Je connais bien Jean-Maurice Ripert, 70 ans, aujourd’hui président de l’organisation Plan International qui parraine des enfants dans le monde entier. Je l’ai d’abord croisé à Genève, où il fut ambassadeur auprès des Nations unies au début des années 2000, après avoir été le conseiller du Premier ministre socialiste Lionel Jospin.
Je l’ai vu s’interroger lorsque, à la suite d'un clash avec le président français Nicolas Sarkozy, il prit la tête de l’ambassade de l’Union européenne en Turquie. Et nous nous retrouvons régulièrement, à Paris, pour discuter des affaires du monde et du délabrement actuel du système international…
Un ami inquiet
J’ai donc lu son livre avec l’appétit d’un ami inquiet. Jean-Maurice Ripert, longtemps très proche de l’ex-ministre français Bernard Kouchner, incarne ce qui semble être la diplomatie d’hier. Celle des années 1980-2010. Celle du «droit d’ingérence» pour défendre les populations assiégées et opprimées. Celles d’un Occident triomphant sur les décombres de la disparition de l’ex-Union soviétique.
On sent, chez l’auteur, ce goût du militantisme à passeport diplomatique. Bien sûr, la raison d’État l’a toujours emporté chez ce diplomate dont le père fut un haut responsable de l’ONU, en charge des questions économiques. Jean-Maurice Ripert, ami personnel de l’ancien président François Hollande, a toujours défendu les intérêts de son pays. Mais il fait partie de ceux que le souverainisme et le nationalisme ont toujours inquiétés. Dans ses deux derniers postes d’ambassadeur, en Russie et en Chine, ses contacts réguliers avec les activistes des droits de l’homme n’ont pas manqué d’irriter les régimes en place, l’isolant de facto dans sa chancellerie.
Génération enterrée
J’ai peur que Jean-Maurice Ripert incarne cette génération de diplomates que les guerres à Gaza et en Ukraine sont en train d’enterrer une seconde fois. Le premier coup de semonce, redoutable, fut la désintégration de l’ex-Yougoslavie et le chaos qui en résulta, dont l’Europe n’est toujours pas complètement sortie. L’on vit alors renaître cette haine qu’on croyait disparue et ces manipulations des puissances, le tout sur fond de tentation dominatrice de l’Occident, emmené par l’OTAN et les États-Unis.
Échec. Les plaies des Balkans ne se sont toujours pas refermées, comme le montrent, ce dimanche 17 décembre, les élections législatives en Serbie.

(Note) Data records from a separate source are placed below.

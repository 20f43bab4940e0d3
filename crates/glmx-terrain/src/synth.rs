//! Synthetic terrain from superposed 2D Gaussian bumps.
//!
//! Bumps are placed in normalised coordinates: `x` runs 0..1 from the west
//! edge to the east edge and `y` runs 0..1 from the south edge to the north
//! edge, so a model can be reused on any bounding box.

use crate::grid::{round1, ElevationGrid, ElevationStats, GeoBounds, GridSize, Peak};
use crate::{Result, TerrainError};
use tracing::info;

/// An anisotropic 2D Gaussian bump, optionally rotated.
#[derive(Debug, Clone, Copy, PartialEq)]
pub struct GaussianBump {
    /// Centre x (normalised, 0 = west edge).
    pub cx: f64,
    /// Centre y (normalised, 0 = south edge).
    pub cy: f64,
    /// Peak height above the surrounding surface (m).
    pub height: f64,
    /// Spread along the bump's own x axis.
    pub sigma_x: f64,
    /// Spread along the bump's own y axis.
    pub sigma_y: f64,
    /// Counter-clockwise rotation of the bump axes (radians).
    pub rotation: f64,
}

impl GaussianBump {
    /// Circular bump.
    pub const fn round(cx: f64, cy: f64, height: f64, sigma: f64) -> Self {
        Self {
            cx,
            cy,
            height,
            sigma_x: sigma,
            sigma_y: sigma,
            rotation: 0.0,
        }
    }

    /// Axis-aligned elliptical bump.
    pub const fn elliptical(cx: f64, cy: f64, height: f64, sigma_x: f64, sigma_y: f64) -> Self {
        Self {
            cx,
            cy,
            height,
            sigma_x,
            sigma_y,
            rotation: 0.0,
        }
    }

    /// Same bump with rotated axes.
    pub const fn rotated(mut self, rotation: f64) -> Self {
        self.rotation = rotation;
        self
    }

    /// Height contributed at normalised position (x, y).
    pub fn evaluate(&self, x: f64, y: f64) -> f64 {
        let (sin_r, cos_r) = self.rotation.sin_cos();
        let dx = x - self.cx;
        let dy = y - self.cy;
        let x_rot = dx * cos_r + dy * sin_r;
        let y_rot = -dx * sin_r + dy * cos_r;

        self.height
            * (-(x_rot.powi(2) / (2.0 * self.sigma_x.powi(2))
                + y_rot.powi(2) / (2.0 * self.sigma_y.powi(2))))
            .exp()
    }
}

/// A base elevation plus a set of bumps.
#[derive(Debug, Clone, PartialEq)]
pub struct TerrainModel {
    /// Elevation far from every bump (m).
    pub base: f64,
    /// Bumps added on top of the base.
    pub bumps: Vec<GaussianBump>,
}

impl TerrainModel {
    /// Arthur's Seat approximation.
    ///
    /// The real hill peaks at 251 m near 55.9442, -3.1618, with the Salisbury
    /// Crags ridge (~150 m) running NW-SE and several smaller tops around a
    /// saddle.
    pub fn arthurs_seat() -> Self {
        Self {
            base: 30.0,
            bumps: vec![
                // Main summit, ~(0.37, 0.47) in normalised coords
                GaussianBump::elliptical(0.37, 0.47, 220.0, 0.12, 0.10),
                // Salisbury Crags
                GaussianBump::elliptical(0.25, 0.60, 130.0, 0.20, 0.06).rotated(0.5),
                // Crow Hill
                GaussianBump::round(0.55, 0.35, 90.0, 0.08),
                // Whinny Hill
                GaussianBump::elliptical(0.70, 0.55, 70.0, 0.10, 0.08),
                // Dunsapie Loch
                GaussianBump::round(0.60, 0.70, 50.0, 0.07),
                // Holyrood Park base
                GaussianBump::round(0.15, 0.25, 40.0, 0.15),
                // Texture
                GaussianBump::round(0.45, 0.30, 30.0, 0.05),
                GaussianBump::round(0.30, 0.40, 25.0, 0.04),
                GaussianBump::elliptical(0.50, 0.60, 35.0, 0.06, 0.05),
            ],
        }
    }

    /// Elevation at normalised position (x, y).
    pub fn elevation_normalised(&self, x: f64, y: f64) -> f64 {
        self.base + self.bumps.iter().map(|b| b.evaluate(x, y)).sum::<f64>()
    }

    /// Elevation at a geographic coordinate inside `bounds`.
    pub fn elevation_at(&self, bounds: &GeoBounds, lat: f64, lon: f64) -> f64 {
        let x = (lon - bounds.west) / (bounds.east - bounds.west);
        let y = (lat - bounds.south) / (bounds.north - bounds.south);
        self.elevation_normalised(x, y)
    }

    /// Upper bound on any elevation the model can produce.
    pub fn ceiling(&self) -> f64 {
        self.base + self.bumps.iter().map(|b| b.height.max(0.0)).sum::<f64>()
    }
}

/// Landmarks annotated next to the computed summit.
fn reference_peaks() -> [Peak; 2] {
    [
        Peak {
            name: "Salisbury Crags".to_string(),
            lat: 55.946,
            lon: -3.169,
            elevation: 150.0,
        },
        Peak {
            name: "Secondary Peak".to_string(),
            lat: 55.942,
            lon: -3.158,
            elevation: 110.0,
        },
    ]
}

/// Evaluate a terrain model over a grid.
///
/// Stored elevations are rounded to 0.1 m. Statistics and the summit are
/// computed from the unrounded values; the summit is the first sample (in
/// row-major order) holding the maximum.
pub fn generate_grid(model: &TerrainModel, bounds: GeoBounds, size: GridSize) -> Result<ElevationGrid> {
    bounds.validate()?;
    size.validate()?;

    let mut elevations = Vec::with_capacity(size.rows);
    let mut raw = Vec::with_capacity(size.len());

    for row in 0..size.rows {
        let lat = bounds.lat_at(row, size);
        let mut values = Vec::with_capacity(size.cols);
        for col in 0..size.cols {
            let lon = bounds.lon_at(col, size);
            let elevation = model.elevation_at(&bounds, lat, lon);
            values.push(round1(elevation));
            raw.push(elevation);
        }
        elevations.push(values);
    }

    let stats = ElevationStats::from_samples(&raw)
        .ok_or_else(|| TerrainError::GridShape("no samples generated".to_string()))?;

    let mut max_index = 0;
    for (index, &value) in raw.iter().enumerate() {
        if value > raw[max_index] {
            max_index = index;
        }
    }
    let (max_row, max_col) = size.row_col(max_index);
    let summit = Peak {
        name: "Main Summit".to_string(),
        lat: bounds.lat_at(max_row, size),
        lon: bounds.lon_at(max_col, size),
        elevation: round1(raw[max_index]),
    };

    info!(
        rows = size.rows,
        cols = size.cols,
        max = stats.max,
        summit_lat = summit.lat,
        summit_lon = summit.lon,
        "generated synthetic terrain"
    );

    let mut peaks = vec![summit];
    peaks.extend(reference_peaks());

    Ok(ElevationGrid {
        name: "Arthur's Seat (Synthetic)".to_string(),
        description: "Synthetic elevation data mimicking Arthur's Seat topography for optimisation visualisation"
            .to_string(),
        source: "Generated using multiple Gaussian peaks".to_string(),
        resolution_m: None,
        bounds,
        grid: size,
        elevations,
        stats: stats.rounded(),
        peaks: Some(peaks),
    })
}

Puis survint le second tremblement de terre: celui postérieur au 11 septembre 2001. Plus question de négocier avec les Talibans, protecteurs d’Oussama Ben Laden. Le monde devient le théâtre d’une vaste chasse à l’homme. L’ONU est bafouée par les mensonges américains. L’Irak est envahi par une coalition montée par Washington.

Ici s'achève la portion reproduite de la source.